An old joke around here; What food do you remove the outside, cook the inside, and throw away the inside?
Wait until the mandates for cellulosic ethanol are phased in. You ain’t seen nothin yet when it comes to subsidies. Cellulosic ethanol (switchgrass, lumber scraps, corn stalks, etc.) is 10x farther away from being economically viable than corn grain fementation was 30 years ago.
20 gal/acre/yr? Ethanol? Current corn-based yield in high corn-yield areas is at least 500 gal ethanol per acre per year with about 2,500 lbs of high-protein animal feed/acre as a by-product.
* BTW, I say legendary because I was tutored in a former life by a Sioux scholar who showed me the recorded history of one tribe, about 150 years in a pictographic winter count.
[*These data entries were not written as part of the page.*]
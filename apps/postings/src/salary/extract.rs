//! Numeric magnitude extraction from free-text salary strings.

use lazy_static::lazy_static;
use regex::Regex;

lazy_static! {
    // Runs of digits and periods. Deliberately loose: the dataset contains
    // malformed tokens like "1.2.3", which are skipped at parse time.
    static ref NUMERIC_TOKEN: Regex = Regex::new(r"[0-9.]+").unwrap();
}

/// Returns true if the string contains at least one digit.
pub fn contains_number(text: &str) -> bool {
    text.chars().any(|c| c.is_ascii_digit())
}

/// Extracts every numeric magnitude from a salary string, in scan order.
///
/// The input is lower-cased and comma thousands-separators are stripped
/// before scanning. A `k` immediately following a number scales it by
/// 1,000 and an `m` by 1,000,000; the suffix is read at each match's own
/// position, so a value that repeats in the string is scaled independently
/// per occurrence. Results are rounded to 2 decimal places.
///
/// A string with no extractable number yields an empty vec, never an
/// error; callers decide whether that is fatal.
pub fn extract_magnitudes(salary_string: &str) -> Vec<f64> {
    let normalized = salary_string.to_lowercase().replace(',', "");
    let mut magnitudes = Vec::new();
    for token in NUMERIC_TOKEN.find_iter(&normalized) {
        let value: f64 = match token.as_str().parse() {
            Ok(value) => value,
            // Matches the token grammar but is not a number ("1.2.3", ".").
            Err(_) => continue,
        };
        let multiplier = match normalized[token.end()..].chars().next() {
            Some('k') => 1_000.0,
            Some('m') => 1_000_000.0,
            _ => 1.0,
        };
        magnitudes.push(round2(value * multiplier));
    }
    magnitudes
}

pub(crate) fn round2(value: f64) -> f64 {
    (value * 100.0).round() / 100.0
}
use crate::errors::{PostingsError, Result};
use crate::models::EnrichedJob;

/// Keeps jobs whose annual compensation lies entirely within `range`,
/// given as `"min-max"` (integer bounds). Jobs without annualized bounds
/// are excluded.
pub fn filter_by_salary_range(jobs: &[EnrichedJob], range: &str) -> Result<Vec<EnrichedJob>> {
    let (min, max) = parse_range(range)?;
    Ok(jobs
        .iter()
        .filter(|job| match (job.min_annual_comp, job.max_annual_comp) {
            (Some(lo), Some(hi)) => lo >= min && hi <= max,
            _ => false,
        })
        .cloned()
        .collect())
}

fn parse_range(range: &str) -> Result<(f64, f64)> {
    let invalid = || PostingsError::InvalidSalaryRange(range.to_string());
    let (min, max) = range.split_once('-').ok_or_else(invalid)?;
    let min: i64 = min.trim().parse().map_err(|_| invalid())?;
    let max: i64 = max.trim().parse().map_err(|_| invalid())?;
    Ok((min as f64, max as f64))
}
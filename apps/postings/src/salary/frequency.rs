//! Payment cadence classification from keyword cues.

use crate::errors::{PostingsError, Result};
use crate::models::Frequency;

/// Cadence cues, checked in priority order with early exit. When cues
/// overlap in a string, the earlier category wins: hourly over yearly over
/// monthly over weekly.
const CADENCE_CUES: &[(&[&str], Frequency)] = &[
    (&["hr", "hourly", "hour"], Frequency::Hourly),
    (&["yearly", "annual", "annum", "year", "yr"], Frequency::Yearly),
    (&["monthly", "mo", "month"], Frequency::Monthly),
    (&["week", "weekly"], Frequency::Weekly),
];

/// Classifies the payment cadence of a salary string.
///
/// Cue matching is substring containment on the lower-cased string, not
/// whole-word matching, so a cue inside an unrelated word matches too; an
/// accepted trade-off. With no cue present, falls back to magnitude
/// heuristics: a maximum of 500 or less reads as hourly, a minimum of
/// 35,000 or more as yearly, anything between as monthly. The fallback
/// never produces weekly.
///
/// An empty magnitude list means the string had no salary value, which is
/// reported as an error rather than an arbitrary cadence.
pub fn classify_frequency(salary_string: &str, magnitudes: &[f64]) -> Result<Frequency> {
    if magnitudes.is_empty() {
        return Err(PostingsError::NoSalaryValue(salary_string.to_string()));
    }

    let lowered = salary_string.to_lowercase();
    for (cues, frequency) in CADENCE_CUES {
        if cues.iter().any(|cue| lowered.contains(cue)) {
            return Ok(*frequency);
        }
    }

    let max = magnitudes.iter().copied().fold(f64::MIN, f64::max);
    let min = magnitudes.iter().copied().fold(f64::MAX, f64::min);
    if max <= 500.0 {
        Ok(Frequency::Hourly)
    } else if min >= 35_000.0 {
        Ok(Frequency::Yearly)
    } else {
        Ok(Frequency::Monthly)
    }
}
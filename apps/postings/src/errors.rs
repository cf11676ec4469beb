use thiserror::Error;

/// Crate-wide result alias.
pub type Result<T> = std::result::Result<T, PostingsError>;

/// Library-level error type.
///
/// Per-row "unknown" outcomes (a posting without a salary string, a location
/// with no cost-of-living index) are not errors; they surface as `None`
/// fields on the row. These variants cover the failures that must stop a
/// computation with a message the caller can act on.
#[derive(Debug, Error)]
pub enum PostingsError {
    #[error("no salary value found in {0:?}")]
    NoSalaryValue(String),

    #[error("reference city {0:?} not found in the cost-of-living table")]
    ReferenceCityNotFound(String),

    #[error("invalid salary range {0:?}: expected \"min-max\" with integer bounds")]
    InvalidSalaryRange(String),

    #[error("CSV error: {0}")]
    Csv(#[from] csv::Error),

    #[error("I/O error: {0}")]
    Io(#[from] std::io::Error),
}
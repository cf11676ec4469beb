pub mod job;

pub use job::{CompensationRecord, EnrichedJob, Frequency, JobPosting, SalaryRecord};
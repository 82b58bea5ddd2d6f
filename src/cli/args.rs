//! Command-line argument parsing for the RDA client
//!
//! This module defines the CLI structure using clap derive macros. Each API
//! verb keeps its original name and short alias; positional arguments are
//! optional at the clap level so the router can report the exact expected
//! invocation when one is missing.

use std::path::PathBuf;

use clap::{Args, Parser, Subcommand};

use crate::app::ApiCommand;

/// rdams - query the NCAR Research Data Archive REST API
#[derive(Parser, Debug)]
#[command(
    name = "rdams",
    version,
    about = "Queries the NCAR RDA REST API",
    long_about = "Query dataset metadata, submit subset requests, check request status and download\nrequest files from the NCAR Research Data Archive.",
    disable_help_subcommand = true
)]
pub struct Cli {
    /// Global options
    #[command(flatten)]
    pub global: GlobalArgs,

    /// Subcommands
    #[command(subcommand)]
    pub command: Commands,
}

/// Global arguments available to all subcommands
#[derive(Args, Debug)]
pub struct GlobalArgs {
    /// Enable verbose logging
    #[arg(short, long, global = true)]
    pub verbose: bool,

    /// Very verbose logging (debug level)
    #[arg(long, global = true)]
    pub very_verbose: bool,

    /// Quiet mode - only errors are logged
    #[arg(short, long, global = true)]
    pub quiet: bool,

    /// Configuration file path
    #[arg(long, global = true, value_name = "FILE")]
    pub config: Option<PathBuf>,
}

/// Available CLI commands
#[derive(Subcommand, Debug)]
pub enum Commands {
    /// Get a summary of the given dataset, or of all datasets
    #[command(name = "get_summary", visible_aliases = ["g", "get-summary"])]
    GetSummary(DatasetArgs),

    /// Get metadata for a given dataset
    #[command(name = "get_metadata", visible_aliases = ["gm", "get-metadata"])]
    GetMetadata(FormattedArgs),

    /// Get only parameters for a given dataset
    #[command(name = "get_param_summary", visible_aliases = ["gpm", "get-param-summary"])]
    GetParamSummary(FormattedArgs),

    /// Submit a request using a control file
    #[command(visible_alias = "s")]
    Submit(SubmitArgs),

    /// Get the status of a request, or of all your requests
    #[command(name = "get_status", visible_aliases = ["gs", "get-status"])]
    GetStatus(StatusArgs),

    /// Download data given a request index
    #[command(visible_alias = "d")]
    Download(RequestArgs),

    /// Start a Globus transfer for a given request index
    #[command(name = "globus_download", visible_aliases = ["gd", "globus-download"])]
    GlobusDownload(RequestArgs),

    /// Get a template control file used for subsetting
    #[command(
        name = "get_control_file_template",
        visible_aliases = ["gt", "get-control-file-template"]
    )]
    GetControlFileTemplate(DatasetArgs),

    /// Purge a request from the server
    Purge(RequestArgs),

    /// Show the server's API help
    Help,

    /// Manage stored credentials
    Auth(AuthArgs),

    /// Inspect the effective configuration
    Config(ConfigArgs),
}

/// A verb taking an optional dataset id
#[derive(Args, Debug, Clone)]
pub struct DatasetArgs {
    /// Dataset id, e.g. ds083.2 or 083.2
    #[arg(value_name = "dsnnn.n")]
    pub dsid: Option<String>,
}

/// A verb taking a dataset id and the formatted flag
#[derive(Args, Debug, Clone)]
pub struct FormattedArgs {
    /// Dataset id, e.g. ds083.2 or 083.2
    #[arg(value_name = "dsnnn.n")]
    pub dsid: Option<String>,

    /// Request the formatted variant
    #[arg(short, long)]
    pub formatted: bool,
}

/// Arguments for the submit command
#[derive(Args, Debug, Clone)]
pub struct SubmitArgs {
    /// Control file of key=value lines
    #[arg(value_name = "control_file_name")]
    pub control_file: Option<PathBuf>,
}

/// Arguments for the status command
#[derive(Args, Debug, Clone)]
pub struct StatusArgs {
    /// Request index
    #[arg(value_name = "RequestIndex")]
    pub request_index: Option<String>,

    /// Narrow the status to one dataset
    #[arg(value_name = "dsnnn.n")]
    pub dsid: Option<String>,
}

/// A verb taking a request index
#[derive(Args, Debug, Clone)]
pub struct RequestArgs {
    /// Request index
    #[arg(value_name = "RequestIndex")]
    pub request_index: Option<String>,
}

/// Arguments for authentication management
#[derive(Args, Debug)]
pub struct AuthArgs {
    #[command(subcommand)]
    pub action: AuthAction,
}

/// Authentication actions
#[derive(Subcommand, Debug)]
pub enum AuthAction {
    /// Show where credentials would be taken from
    Status,

    /// Delete the stored credential file
    Clear,
}

/// Arguments for configuration inspection
#[derive(Args, Debug)]
pub struct ConfigArgs {
    #[command(subcommand)]
    pub action: ConfigAction,
}

/// Configuration actions
#[derive(Subcommand, Debug)]
pub enum ConfigAction {
    /// Print the effective configuration as TOML
    Show,
}

impl Cli {
    /// Parse command line arguments
    pub fn parse_args() -> Self {
        Self::parse()
    }

    /// Get the logging level based on global arguments
    ///
    /// `None` when no flag was given, leaving the configured level in effect.
    pub fn log_level(&self) -> Option<tracing::Level> {
        if self.global.quiet {
            Some(tracing::Level::ERROR)
        } else if self.global.very_verbose {
            Some(tracing::Level::DEBUG)
        } else if self.global.verbose {
            Some(tracing::Level::INFO)
        } else {
            None
        }
    }
}

impl Commands {
    /// The API call this command performs, if it is one
    pub fn api_command(&self) -> Option<ApiCommand> {
        let command = match self {
            Commands::GetSummary(args) => ApiCommand::Summary {
                dsid: args.dsid.clone(),
            },
            Commands::GetMetadata(args) => ApiCommand::Metadata {
                dsid: args.dsid.clone(),
                formatted: args.formatted,
            },
            Commands::GetParamSummary(args) => ApiCommand::ParamSummary {
                dsid: args.dsid.clone(),
                formatted: args.formatted,
            },
            Commands::Submit(args) => ApiCommand::Submit {
                control_file: args.control_file.clone(),
            },
            Commands::GetStatus(args) => ApiCommand::Status {
                request_index: args.request_index.clone(),
                dsid: args.dsid.clone(),
            },
            Commands::Download(args) => ApiCommand::Download {
                request_index: args.request_index.clone(),
            },
            Commands::GlobusDownload(args) => ApiCommand::GlobusDownload {
                request_index: args.request_index.clone(),
            },
            Commands::GetControlFileTemplate(args) => ApiCommand::ControlFileTemplate {
                dsid: args.dsid.clone(),
            },
            Commands::Purge(args) => ApiCommand::Purge {
                request_index: args.request_index.clone(),
            },
            Commands::Help => ApiCommand::Help,
            Commands::Auth(_) | Commands::Config(_) => return None,
        };
        Some(command)
    }
}

#[cfg(test)]
mod tests {
    use super::*;
    use clap::CommandFactory;

    fn parse(args: &[&str]) -> Cli {
        Cli::try_parse_from(std::iter::once("rdams").chain(args.iter().copied())).unwrap()
    }

    #[test]
    fn test_cli_definition_is_consistent() {
        Cli::command().debug_assert();
    }

    #[test]
    fn test_short_aliases_map_to_verbs() {
        let cli = parse(&["g", "ds083.2"]);
        assert_eq!(
            cli.command.api_command(),
            Some(ApiCommand::Summary {
                dsid: Some("ds083.2".to_string())
            })
        );

        let cli = parse(&["gm", "083.2", "-f"]);
        assert_eq!(
            cli.command.api_command(),
            Some(ApiCommand::Metadata {
                dsid: Some("083.2".to_string()),
                formatted: true
            })
        );

        let cli = parse(&["d", "123456"]);
        assert_eq!(cli.command.api_command().unwrap().verb(), "download");

        let cli = parse(&["get-control-file-template"]);
        assert_eq!(
            cli.command.api_command(),
            Some(ApiCommand::ControlFileTemplate { dsid: None })
        );
    }

    #[test]
    fn test_status_takes_index_then_dataset() {
        let cli = parse(&["get_status", "123456", "ds083.2"]);
        assert_eq!(
            cli.command.api_command(),
            Some(ApiCommand::Status {
                request_index: Some("123456".to_string()),
                dsid: Some("ds083.2".to_string())
            })
        );
    }

    #[test]
    fn test_help_verb_is_an_api_call() {
        let cli = parse(&["help"]);
        assert_eq!(cli.command.api_command(), Some(ApiCommand::Help));
    }

    #[test]
    fn test_local_commands_are_not_api_calls() {
        let cli = parse(&["auth", "status"]);
        assert!(cli.command.api_command().is_none());

        let cli = parse(&["config", "show"]);
        assert!(cli.command.api_command().is_none());
    }

    #[test]
    fn test_log_level() {
        let cli_quiet = parse(&["-q", "auth", "status"]);
        let cli_verbose = parse(&["auth", "status", "--verbose"]);
        let cli_default = parse(&["auth", "status"]);

        assert_eq!(cli_quiet.log_level(), Some(tracing::Level::ERROR));
        assert_eq!(cli_verbose.log_level(), Some(tracing::Level::INFO));
        assert_eq!(cli_default.log_level(), None);
    }
}
//! HTTP client configuration and building logic

use std::time::Duration;

use reqwest::Client;
use serde::{Deserialize, Serialize};

use crate::constants::{http, limits};
use crate::errors::{ApiError, ApiResult};

/// Runtime configuration for the HTTP client
#[derive(Debug, Clone, Serialize, Deserialize)]
pub struct ClientConfig {
    /// Deadline for a whole API call; file downloads have none
    pub request_timeout: Duration,
    /// Connect timeout
    pub connect_timeout: Duration,
    /// Rate limit (requests per second)
    pub rate_limit_rps: u32,
}

impl Default for ClientConfig {
    fn default() -> Self {
        Self {
            request_timeout: http::DEFAULT_TIMEOUT,
            connect_timeout: http::CONNECT_TIMEOUT,
            rate_limit_rps: limits::DEFAULT_RATE_LIMIT_RPS,
        }
    }
}

impl ClientConfig {
    /// Builds the HTTP client with the specified configuration
    ///
    /// Only the connect timeout is set on the client. `request_timeout` is
    /// applied per API call by [`HttpHandler`](super::HttpHandler), so a
    /// multi-gigabyte file stream is never cut off mid-transfer.
    pub fn build_http_client(&self) -> ApiResult<Client> {
        Client::builder()
            .cookie_store(true) // Session cookie from the login form authorizes file downloads
            .connect_timeout(self.connect_timeout)
            .user_agent(http::USER_AGENT)
            .build()
            .map_err(ApiError::Http)
    }
}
About 1825 (when white incursions into Sioux territory were still limited to an occasional explorer or fur trader), there is a pictograph of a cliff drive, where he explained that only the buffalo needed by the tribe were actually used, less than 1/10th of those killed.
While the tribal elders strongly disapproved and warned against this wasteful method of hunting, the young bucks thought the buffalo so numerous at the time that the herd needed thinning, lest they overgraze or, worse yet, provide a magnet for enemy tribes to move into their hunting area.
The ingested corn cob automatically cleans up after itself when it comes out.
The author of this article knows practically NOTHING about the process. Look at his terminology. Several have mentioned the traditional use for corn cobs,,, there is also corn cob jelly (made from cobs not previously used in the outhouse). Other than that, cobs were often used as a quick fuel source in Grandma's cookstove when she was getting a fire started. But I've never heard of anyone actually eating corncobs, altho I'll bet it happened during the Depression and the Dust Bowl.
I think what the author intended to say was the GRAIN would be used for human consumption; or the kernnels would be used for livestock feed.
And most likely the author intended to imply that the STOVER would be used for celulosic ethanol, rather than the hay.
What I'm trying to say is no one with any knowledge about raising corn would use the terminology we see in this article. Makes me wonder what else in the article is wrong.
Makes perfect sense to me. All he’s saying is that growing corn for ethanol no longer has to impact that part that we eat. It’s a win-win situation, as far as I can tell.
That is just wrong; and I am jealous I didn't post it first!
Your ethanol yield estimates from corn are addressed rightfully above. In addition, algae is being proposed as a source of biodiesel, not ethanol. I will believe the yield estimates once pilot experiments are scaled up.
One thing which was NOT addressed is that algae farming does not require farmland at all and is best done in desert areas. Other than that the yield differential is many to one and the idea of turning corn into fuel is still basically insane and criminal.
Well some serious city slickers wrote this article. Corn straw? How ‘bout stover?
Not a fan of ethanol for other reasons, but we need to start breaking corn down better into it’s oil, protein and sugar components, selling the first two and fermenting the last into some useful chemical. Might hurt the soda pop industry a bit but that’s about it.
Ethanol fuel mandates don’t make much sense right now. We need the ethanol for human consumption.